We can use the data from the D3 animated treemap to make a first cut of the comparative treemaps. First we load the data and transform it as required.

library(tidyr)
library(dplyr)
library(ggplot2)
library(ggtreemap)

xp <- read.csv("https://worldbank.github.io/wdi-sdg/sdg1/extreme_poverty.csv", stringsAsFactors = FALSE)

xp <- xp %>%
  gather("year", "num_poor", year_1990:year_2013) %>%
  mutate(year = substr(year, 6, 10))

# Generate the 2 year dataset
xp_2yr <- xp %>%
  filter(year %in% range(year))

# Generate max of the two years
xp_max_2yr <- xp_2yr %>%
  group_by(iso3c) %>%
  summarise(year_max_2yr = max(num_poor))

xp_2yr <- xp_2yr %>% left_join(xp_max_2yr)

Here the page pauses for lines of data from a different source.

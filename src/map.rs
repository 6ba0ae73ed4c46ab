mod node;
mod inorder;
mod postorder;

pub use node::Node;

use std::fmt;
use std::borrow::Borrow;
use std::cmp::Ordering;

use tracing::{debug, trace};

use crate::Error;
use node::Link;
use inorder::IterInorder;
use postorder::IterPostorder;

/// An ordered map backed by an unbalanced binary search tree (BST)
///
/// BST properties: For each node with key `k`:
/// - The key of each node in the left subtree is less than `k`
/// - The key of each node in the right subtree is greater than `k`
///
/// No rebalancing is ever performed. Inserting keys in sorted order produces
/// a tree with the shape of a linked list, so every traversal in this module
/// is written as a loop rather than as a recursive function.
///
/// Only leaf nodes can be removed. See [`TreeMap::remove`].
pub struct TreeMap<K, V> {
    root: Link<K, V>,
    len: usize,
}

impl<K, V> Default for TreeMap<K, V> {
    fn default() -> Self {
        Self {
            root: None,
            len: 0,
        }
    }
}

impl<K, V> TreeMap<K, V> {
    /// Creates an empty `TreeMap`
    ///
    /// # Examples
    ///
    /// ```
    /// use tree_map::TreeMap;
    /// let mut map: TreeMap<&str, i32> = TreeMap::new();
    /// ```
    pub fn new() -> Self {
        Self::default()
    }

    /// Returns the number of entries in the map (i.e. the number of nodes in the binary search
    /// tree)
    ///
    /// Time complexity: `O(1)`
    ///
    /// # Examples
    ///
    /// ```
    /// use tree_map::TreeMap;
    ///
    /// let mut map = TreeMap::new();
    /// assert_eq!(map.len(), 0);
    /// map.put(1, "a");
    /// assert_eq!(map.len(), 1);
    /// ```
    pub fn len(&self) -> usize {
        self.len
    }

    /// Same as [`TreeMap::len`]
    pub fn size(&self) -> usize {
        self.len()
    }

    /// Returns true if the map is empty
    ///
    /// Time complexity: `O(1)`
    ///
    /// # Examples
    ///
    /// ```
    /// use tree_map::TreeMap;
    ///
    /// let mut map = TreeMap::new();
    /// assert!(map.is_empty());
    /// map.put(1, "a");
    /// assert!(!map.is_empty());
    /// ```
    pub fn is_empty(&self) -> bool {
        debug_assert!(self.len != 0 || self.root.is_none());
        self.len == 0
    }

    /// Clears the map, removing all elements
    ///
    /// # Examples
    ///
    /// ```
    /// use tree_map::TreeMap;
    ///
    /// let mut map = TreeMap::new();
    /// map.put(1, "a");
    /// assert!(!map.is_empty());
    /// map.clear();
    /// assert!(map.is_empty());
    /// ```
    pub fn clear(&mut self) {
        *self = Self::new();
    }

    /// Returns the root node of the tree, or `None` if the tree is empty
    ///
    /// The root is whichever key was inserted first and has not been removed.
    /// This is a low-level API meant to be used for implementing custom
    /// traversals. For a guaranteed ordering, use the `Display` output.
    pub fn root(&self) -> Option<&Node<K, V>> {
        self.root.as_deref()
    }

    /// Walks the entries in ascending key order
    fn iter_inorder(&self) -> IterInorder<'_, K, V> {
        IterInorder::new(self.root())
    }

    /// Walks the nodes so that every node comes after both of its subtrees
    fn iter_postorder(&self) -> IterPostorder<'_, K, V> {
        IterPostorder::new(self.root())
    }
}

impl<K: Ord, V> TreeMap<K, V> {
    /// Returns the slot holding `key`, or the empty slot where `key` belongs if it is not in the
    /// tree
    ///
    /// An equal key stops the descent, a greater key goes right and anything else goes left.
    fn find_slot<'a, Q>(mut slot: &'a mut Link<K, V>, key: &Q) -> &'a mut Link<K, V>
        where K: Borrow<Q>,
              Q: Ord + ?Sized,
    {
        loop {
            // Only a shared borrow may be live where `slot` is returned
            let go_right = match slot.as_deref() {
                Some(node) => match key.cmp(node.key().borrow()) {
                    Ordering::Equal => return slot,
                    Ordering::Greater => true,
                    Ordering::Less => false,
                },
                None => return slot,
            };

            if let Some(node) = slot {
                slot = if go_right { &mut node.right } else { &mut node.left };
            }
        }
    }

    /// Returns the node holding `key`, if any
    fn find_node<Q>(&self, key: &Q) -> Option<&Node<K, V>>
        where K: Borrow<Q>,
              Q: Ord + ?Sized,
    {
        let mut current = self.root();
        while let Some(node) = current {
            current = match key.cmp(node.key().borrow()) {
                Ordering::Equal => return Some(node),
                Ordering::Greater => node.right(),
                Ordering::Less => node.left(),
            };
        }

        None
    }

    /// Returns `true` if the map contains a value for the specified key.
    ///
    /// The key may be any borrowed form of the map's key type, but the ordering on the borrowed
    /// form must match the ordering on the key type.
    ///
    /// Time complexity: `O(h)` where `h` is the height of the tree
    ///
    /// # Examples
    ///
    /// ```
    /// use tree_map::TreeMap;
    ///
    /// let mut map = TreeMap::new();
    /// map.put(1, "a");
    /// assert!(map.contains_key(&1));
    /// assert!(!map.contains_key(&2));
    /// ```
    pub fn contains_key<Q>(&self, key: &Q) -> bool
        where K: Borrow<Q>,
              Q: Ord + ?Sized,
    {
        self.find_node(key).is_some()
    }

    /// Returns a reference to the value corresponding to the given key, or `None` if no such key
    /// exists in the binary search tree
    ///
    /// The key may be any borrowed form of the map's key type, but the ordering on the borrowed
    /// form must match the ordering on the key type.
    ///
    /// Time complexity: `O(h)` where `h` is the height of the tree
    ///
    /// # Examples
    ///
    /// ```
    /// use tree_map::TreeMap;
    ///
    /// let mut map = TreeMap::new();
    /// map.put(1, "a");
    /// assert_eq!(map.get(&1), Some(&"a"));
    /// assert_eq!(map.get(&2), None);
    /// ```
    pub fn get<Q>(&self, key: &Q) -> Option<&V>
        where K: Borrow<Q>,
              Q: Ord + ?Sized,
    {
        self.find_node(key).map(Node::value)
    }

    /// Returns a mutable reference to the value corresponding to the given key, or `None` if no
    /// such key exists in the binary search tree
    ///
    /// # Examples
    ///
    /// ```
    /// use tree_map::TreeMap;
    ///
    /// let mut map = TreeMap::new();
    /// map.put(1, "a");
    /// if let Some(x) = map.get_mut(&1) {
    ///     *x = "b";
    /// }
    /// assert_eq!(map.get(&1), Some(&"b"));
    ///
    /// assert_eq!(map.get_mut(&2), None);
    /// ```
    pub fn get_mut<Q>(&mut self, key: &Q) -> Option<&mut V>
        where K: Borrow<Q>,
              Q: Ord + ?Sized,
    {
        Self::find_slot(&mut self.root, key)
            .as_deref_mut()
            .map(Node::value_mut)
    }

    /// Inserts a new value into the binary search tree
    ///
    /// Returns the previous value if the key was already present in an existing node or `None` if
    /// a new leaf was inserted. Replacing a value never changes the shape of the tree or its
    /// length.
    ///
    /// # Examples
    ///
    /// ```
    /// use tree_map::TreeMap;
    ///
    /// let mut map = TreeMap::new();
    /// assert_eq!(map.put(37, "a"), None);
    /// assert!(!map.is_empty());
    ///
    /// map.put(37, "b");
    /// assert_eq!(map.put(37, "c"), Some("b"));
    /// assert_eq!(map.get(&37), Some(&"c"));
    /// assert_eq!(map.len(), 1);
    /// ```
    pub fn put(&mut self, key: K, value: V) -> Option<V> {
        let slot = Self::find_slot(&mut self.root, &key);
        match slot {
            Some(node) => {
                trace!(len = self.len, "replaced value of existing key");
                Some(node.set_value(value))
            },

            None => {
                *slot = Some(Box::new(Node::new(key, value)));
                self.len += 1;
                trace!(len = self.len, "inserted new leaf");
                None
            },
        }
    }

    /// Same as [`TreeMap::put`]
    pub fn insert(&mut self, key: K, value: V) -> Option<V> {
        self.put(key, value)
    }

    /// Removes a key from the map, returning the value at the key if the key was previously in the
    /// map.
    ///
    /// Only leaf nodes can be removed. If the node holding `key` has a left or right subtree,
    /// `Error::InvalidOperation` is returned and the map is left untouched. Removing a key that
    /// is not in the map is not an error and returns `Ok(None)`.
    ///
    /// The key may be any borrowed form of the map's key type, but the ordering on the borrowed
    /// form must match the ordering on the key type.
    ///
    /// # Examples
    ///
    /// ```
    /// use tree_map::{TreeMap, Error};
    ///
    /// let mut map = TreeMap::new();
    /// map.put(2, "b");
    /// map.put(1, "a");
    ///
    /// // 2 is the parent of 1
    /// assert_eq!(map.remove(&2), Err(Error::InvalidOperation));
    ///
    /// assert_eq!(map.remove(&1), Ok(Some("a")));
    /// assert_eq!(map.remove(&1), Ok(None));
    /// assert_eq!(map.remove(&2), Ok(Some("b")));
    /// assert!(map.is_empty());
    /// ```
    pub fn remove<Q>(&mut self, key: &Q) -> Result<Option<V>, Error>
        where K: Borrow<Q>,
              Q: Ord + ?Sized,
    {
        let slot = Self::find_slot(&mut self.root, key);
        if slot.as_deref().is_some_and(|node| !node.is_leaf()) {
            debug!(len = self.len, "rejected removal of a node with children");
            return Err(Error::InvalidOperation);
        }

        match slot.take() {
            Some(node) => {
                self.len -= 1;
                trace!(len = self.len, "removed leaf");
                Ok(Some(node.into_value()))
            },

            None => Ok(None),
        }
    }
}

impl<K, V> Drop for TreeMap<K, V> {
    fn drop(&mut self) {
        // Dropping a `Box<Node>` drops its subtrees recursively, so detach every node from its
        // children before it goes out of scope
        let mut stack: Vec<Box<Node<K, V>>> = self.root.take().into_iter().collect();
        while let Some(mut node) = stack.pop() {
            let (left, right) = node.take_children();
            stack.extend(left);
            stack.extend(right);
        }
    }
}

impl<K: Clone, V: Clone> Clone for TreeMap<K, V> {
    /// Produces a map with exactly the same tree shape
    fn clone(&self) -> Self {
        // Post-order guarantees that the clones of a node's subtrees sit on top of `built`, right
        // above left, by the time the node itself is visited
        let mut built: Vec<Box<Node<K, V>>> = Vec::new();
        for node in self.iter_postorder() {
            let right = if node.has_right() { built.pop() } else { None };
            let left = if node.has_left() { built.pop() } else { None };
            built.push(Box::new(Node::with_children(
                node.key().clone(),
                node.value().clone(),
                left,
                right,
            )));
        }
        debug_assert!(built.len() <= 1);

        Self {
            root: built.pop(),
            len: self.len,
        }
    }
}

impl<K: PartialEq, V: PartialEq> PartialEq for TreeMap<K, V> {
    fn eq(&self, other: &Self) -> bool {
        // We can't just compare the binary trees structurally, since they may be structured
        // differently while still having all the same elements (e.g. if insertion order is
        // different). Instead, we use in-order traversal since we know that that is guaranteed to
        // produce the elements in sorted order. If their sorted orders are equal, the maps are
        // equal.

        if self.len() != other.len() {
            return false;
        }

        self.iter_inorder().zip(other.iter_inorder()).all(|((k1, v1), (k2, v2))| {
            k1.eq(k2) && v1.eq(v2)
        })
    }
}

impl<K: Eq, V: Eq> Eq for TreeMap<K, V> {}

impl<K: fmt::Debug, V: fmt::Debug> fmt::Debug for TreeMap<K, V> {
    fn fmt(&self, f: &mut fmt::Formatter<'_>) -> fmt::Result {
        f.debug_map().entries(self.iter_inorder()).finish()
    }
}

/// Writes every entry in ascending key order as `[ (k1, v1) (k2, v2) ]`
///
/// An empty map is written as `[ ]`.
impl<K: fmt::Display, V: fmt::Display> fmt::Display for TreeMap<K, V> {
    fn fmt(&self, f: &mut fmt::Formatter<'_>) -> fmt::Result {
        f.write_str("[ ")?;
        for (key, value) in self.iter_inorder() {
            write!(f, "({}, {}) ", key, value)?;
        }
        f.write_str("]")
    }
}

impl<K: Ord, V> Extend<(K, V)> for TreeMap<K, V> {
    fn extend<T: IntoIterator<Item = (K, V)>>(&mut self, iter: T) {
        for (key, value) in iter {
            self.put(key, value);
        }
    }
}

impl<K: Ord, V> FromIterator<(K, V)> for TreeMap<K, V> {
    fn from_iter<T: IntoIterator<Item = (K, V)>>(iter: T) -> Self {
        let mut map = Self::new();
        map.extend(iter);
        map
    }
}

knitr::kable(head(xp_2yr))
country iso3c region income_FY17 region3c year_max year num_poor year_max_2yr
Albania ALB Europe & Central Asia Upper middle income ECS 0.098898 1990 0.003619 0.029580
Angola AGO Sub-Saharan Africa Upper middle income SSF 7.626078 1990 5.170998 6.434680
Argentina ARG Latin America & Caribbean High Income LCN 4.745408 1990 0.250536 0.680750
Armenia ARM Europe & Central Asia Lower middle income ECS 0.943263 1990 0.384444 0.384444
Azerbaijan AZE Europe & Central Asia Upper middle income ECS 0.524576 1990 0.044392 0.044392
Bangladesh BGD South Asia Lower middle income SAS 49.732098 1990 45.083893 45.083893

Then we can make a basic version of the treemap using standard ggplot.

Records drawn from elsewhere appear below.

//! CSV data loading.

use crate::error::{BibError, Result};
use std::path::Path;
use tracing::debug;

/// A loaded CSV file: header row plus data rows as strings
#[derive(Debug, Clone, Default, PartialEq, Eq)]
pub struct DataTable {
    pub headers: Vec<String>,
    pub rows: Vec<Vec<String>>,
}

impl DataTable {
    /// Values of the named column, if it exists.
    pub fn column(&self, name: &str) -> Option<Vec<&str>> {
        let idx = self.headers.iter().position(|h| h == name)?;
        Some(
            self.rows
                .iter()
                .map(|row| row.get(idx).map(String::as_str).unwrap_or(""))
                .collect(),
        )
    }
}

/// Load a CSV file with a header row.
///
/// A missing file yields [`BibError::DataNotFound`]; any other failure is
/// reported as [`BibError::DataLoad`] with the underlying reason.
pub fn load_csv(path: &Path) -> Result<DataTable> {
    let load_err = |reason: String| BibError::DataLoad {
        path: path.to_path_buf(),
        reason,
    };

    let mut reader = csv::ReaderBuilder::new()
        .has_headers(true)
        .from_path(path)
        .map_err(|e| match e.kind() {
            csv::ErrorKind::Io(io) if io.kind() == std::io::ErrorKind::NotFound => {
                BibError::DataNotFound(path.to_path_buf())
            }
            _ => load_err(e.to_string()),
        })?;

    let headers = reader
        .headers()
        .map_err(|e| load_err(e.to_string()))?
        .iter()
        .map(str::to_string)
        .collect();

    let rows = reader
        .records()
        .map(|record| {
            record
                .map(|r| r.iter().map(str::to_string).collect())
                .map_err(|e| load_err(e.to_string()))
        })
        .collect::<Result<Vec<Vec<String>>>>()?;

    debug!(path = %path.display(), rows = rows.len(), "Loaded CSV");
    Ok(DataTable { headers, rows })
}

#[cfg(test)]
mod tests {
    use super::*;
    use std::io::Write;
    use tempfile::NamedTempFile;

    fn csv_file(content: &str) -> std::io::Result<NamedTempFile> {
        let mut file = NamedTempFile::new()?;
        file.write_all(content.as_bytes())?;
        file.flush()?;
        Ok(file)
    }

    #[test]
    fn test_load_csv() -> Result<()> {
        let file = csv_file("country,cases\nKenya,12\nPeru,7\n")?;
        let table = load_csv(file.path())?;
        assert_eq!(table.headers, vec!["country", "cases"]);
        assert_eq!(table.rows.len(), 2);
        assert_eq!(table.column("cases"), Some(vec!["12", "7"]));
        assert_eq!(table.column("deaths"), None);
        Ok(())
    }

    #[test]
    fn test_missing_file() {
        let result = load_csv(Path::new("/nonexistent/data.csv"));
        assert!(matches!(result, Err(BibError::DataNotFound(_))));
    }

    #[test]
    fn test_directory_is_a_load_error() -> Result<()> {
        let dir = tempfile::TempDir::new()?;
        let result = load_csv(dir.path());
        assert!(matches!(result, Err(BibError::DataLoad { .. })));
        Ok(())
    }

    #[test]
    fn test_ragged_rows_are_load_errors() -> Result<()> {
        let file = csv_file("a,b\n1,2\n3\n")?;
        let err = load_csv(file.path()).unwrap_err();
        assert!(matches!(err, BibError::DataLoad { .. }));
        assert!(err.to_string().starts_with("Error loading "));
        Ok(())
    }
}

# Only label those with > 0.25% of the max
np.total <- sum(xp_max_2yr$year_max_2yr)
iso3c_labelled <- xp_max_2yr$iso3c[xp_max_2yr$year_max_2yr / np.total > 0.0025]

ar <- 0.75
base_plot <- ggplot(xp_2yr, aes(area = num_poor, layout_area = year_max_2yr, fill = region3c, subgroup = region3c)) +
  geom_rect(aes(area = year_max_2yr), stat = "treemap", aspect.ratio = ar, color = NA, alpha = 0.25) +
  geom_rect(stat = "treemap", aspect.ratio = ar, color = NA) +
  geom_rect(aes(area = year_max_2yr), stat = "treemap", aspect.ratio = ar, color = "white", fill=NA, size = 0.35) +
  scale_y_reverse() +
  facet_wrap(~ year) +
  guides(fill = guide_legend(nrow = 1, direction = "horizontal"))

base_plot +
  geom_text(aes(label = iso3c),stat = "treemap", aspect.ratio = ar,color = "white", size = 2) +
  theme_minimal() +
  theme(axis.text = element_blank(), panel.grid = element_blank(),
        legend.position = "top", strip.text = element_text(size = rel(1.2), face = "bold"))

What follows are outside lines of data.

//! Zotero item model.
//!
//! Items are deserialized once from the API (or a saved JSON file) with explicit
//! defaults for every field the crate reads. Fields the crate does not use are
//! kept in `extra` maps so that a saved library round-trips unchanged.

use serde::{Deserialize, Serialize};
use serde_json::{Map, Value};

/// One record from a Zotero library, as returned by `GET /users/{id}/items`.
#[derive(Debug, Clone, Default, PartialEq, Serialize, Deserialize)]
pub struct ZoteroItem {
    #[serde(default)]
    pub key: String,
    #[serde(default)]
    pub version: u64,
    #[serde(default)]
    pub data: ItemData,
    /// `links`, `meta`, `library`, ...
    #[serde(flatten)]
    pub extra: Map<String, Value>,
}

/// The `data` object of a Zotero item.
#[derive(Debug, Clone, Default, PartialEq, Serialize, Deserialize)]
#[serde(rename_all = "camelCase")]
pub struct ItemData {
    #[serde(default)]
    pub key: String,
    #[serde(default)]
    pub title: String,
    #[serde(default)]
    pub item_type: String,
    #[serde(default)]
    pub date: String,
    #[serde(default)]
    pub publication_title: String,
    #[serde(default)]
    pub creators: Vec<Creator>,
    #[serde(flatten)]
    pub extra: Map<String, Value>,
}

/// An author, editor or other contributor.
///
/// Name parts are optional because their presence matters: creators lacking
/// either part are left out of BibTeX author lists.
#[derive(Debug, Clone, Default, PartialEq, Serialize, Deserialize)]
#[serde(rename_all = "camelCase")]
pub struct Creator {
    #[serde(default, skip_serializing_if = "Option::is_none")]
    pub creator_type: Option<String>,
    #[serde(default, skip_serializing_if = "Option::is_none")]
    pub first_name: Option<String>,
    #[serde(default, skip_serializing_if = "Option::is_none")]
    pub last_name: Option<String>,
    /// Single-field name used for institutional authors
    #[serde(default, skip_serializing_if = "Option::is_none")]
    pub name: Option<String>,
}

impl Creator {
    pub fn new(first_name: &str, last_name: &str) -> Self {
        Self {
            creator_type: Some("author".to_string()),
            first_name: Some(first_name.to_string()),
            last_name: Some(last_name.to_string()),
            name: None,
        }
    }
}

impl ZoteroItem {
    /// Build an item around `data`, copying the data key to the top level.
    pub fn from_data(data: ItemData) -> Self {
        Self {
            key: data.key.clone(),
            version: 0,
            data,
            extra: Map::new(),
        }
    }

    /// Key used to identify the record: the data key, or the top-level key.
    pub fn record_key(&self) -> &str {
        if self.data.key.is_empty() {
            &self.key
        } else {
            &self.data.key
        }
    }
}

impl ItemData {
    /// Attachments and notes carry no title and are not bibliographic records.
    pub fn has_title(&self) -> bool {
        !self.title.is_empty()
    }

    /// The first four characters of `date`, or the whole date if shorter.
    pub fn year_prefix(&self) -> &str {
        match self.date.char_indices().nth(4) {
            Some((idx, _)) => &self.date[..idx],
            None => &self.date,
        }
    }

    /// Numeric year, present only when the year prefix is four ASCII digits.
    pub fn year(&self) -> Option<i32> {
        let prefix = self.year_prefix();
        if prefix.len() == 4 && prefix.bytes().all(|b| b.is_ascii_digit()) {
            prefix.parse().ok()
        } else {
            None
        }
    }
}

#[cfg(test)]
mod tests {
    use super::*;

    fn data_with_date(date: &str) -> ItemData {
        ItemData {
            date: date.to_string(),
            ..Default::default()
        }
    }

    #[test]
    fn test_year_extraction() {
        assert_eq!(data_with_date("2020-01-15").year(), Some(2020));
        assert_eq!(data_with_date("1999").year(), Some(1999));
        assert_eq!(data_with_date("99").year(), None);
        assert_eq!(data_with_date("").year(), None);
        assert_eq!(data_with_date("March 2020").year(), None);
        assert_eq!(data_with_date("20a0-01").year(), None);
        assert_eq!(data_with_date("März").year(), None);
    }

    #[test]
    fn test_year_prefix_on_short_and_multibyte_dates() {
        assert_eq!(data_with_date("2020-01").year_prefix(), "2020");
        assert_eq!(data_with_date("20").year_prefix(), "20");
        assert_eq!(data_with_date("Été 2001").year_prefix(), "Été ");
    }

    #[test]
    fn test_deserialize_with_missing_fields() -> Result<(), serde_json::Error> {
        let item: ZoteroItem = serde_json::from_str(
            r#"{"key": "ABCD1234", "data": {"itemType": "attachment", "contentType": "application/pdf"}}"#,
        )?;
        assert_eq!(item.key, "ABCD1234");
        assert!(!item.data.has_title());
        assert!(item.data.creators.is_empty());
        assert_eq!(item.data.extra["contentType"], "application/pdf");
        Ok(())
    }

    #[test]
    fn test_creator_name_presence_is_preserved() -> Result<(), serde_json::Error> {
        let creator: Creator = serde_json::from_str(r#"{"creatorType": "author", "lastName": "Doe"}"#)?;
        assert_eq!(creator.first_name, None);
        assert_eq!(creator.last_name.as_deref(), Some("Doe"));
        Ok(())
    }

    #[test]
    fn test_unknown_fields_survive_serialization() -> Result<(), serde_json::Error> {
        let raw = r#"{"key":"K1","version":7,"library":{"id":1},"data":{"key":"K1","title":"T","DOI":"10.1/x","creators":[{"creatorType":"author","name":"WHO"}]}}"#;
        let item: ZoteroItem = serde_json::from_str(raw)?;
        let value = serde_json::to_value(&item)?;
        assert_eq!(value["library"]["id"], 1);
        assert_eq!(value["data"]["DOI"], "10.1/x");
        assert_eq!(value["data"]["creators"][0]["name"], "WHO");
        assert!(value["data"]["creators"][0].get("firstName").is_none());
        Ok(())
    }

    #[test]
    fn test_record_key_falls_back_to_top_level() {
        let mut item = ZoteroItem {
            key: "TOP".to_string(),
            ..Default::default()
        };
        assert_eq!(item.record_key(), "TOP");
        item.data.key = "DATA".to_string();
        assert_eq!(item.record_key(), "DATA");
    }
}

And finally, we can polish it using country names and colors from wbgcharts, an internal package that is (not yet) public. It’s not perfect - labels should be dark when over light areas, and some of the longer country names should be split over multiple lines.

if (require(wbgcharts)) {
  style <- style_atlas()
  finished_plot <- base_plot +
    geom_text(
      aes(
        label = ifelse(iso3c %in% iso3c_labelled, wbgref$countries$labels[iso3c], ""),
        size = cut(year_max_2yr,c(0,50,100,Inf))
      ),
      stat = "treemap", aspect.ratio = ar,
      color = "white",
      family = style$theme()$text$family
    ) +
    scale_size_manual(values = c(0.7,0.8,1)*style$gg_text_size, guide = "none") +
    scale_fill_manual(values = style$colors$regions, labels = wbgref$regions$labels) +
    labs(
      title = "The number of people living in extreme poverty has fallen in most countries but has risen in many Sub-Saharan African countries",
      subtitle = "People living on less than $1.90 a day (2011 PPP), 1990 and 2013",
      caption = "Note: *Uzbekistan (1990) based on 1998 rate because of quality issues with earlier survey data.\nSource: World Bank PovcalNet; WDI (SI.POV.DDAY)."
    ) +
    style$theme() +
    theme(axis.text = element_blank(), panel.grid = element_blank(),
        legend.position = "top", strip.text = element_text(size = rel(1.2), face = "bold"))
  print(finished_plot)
}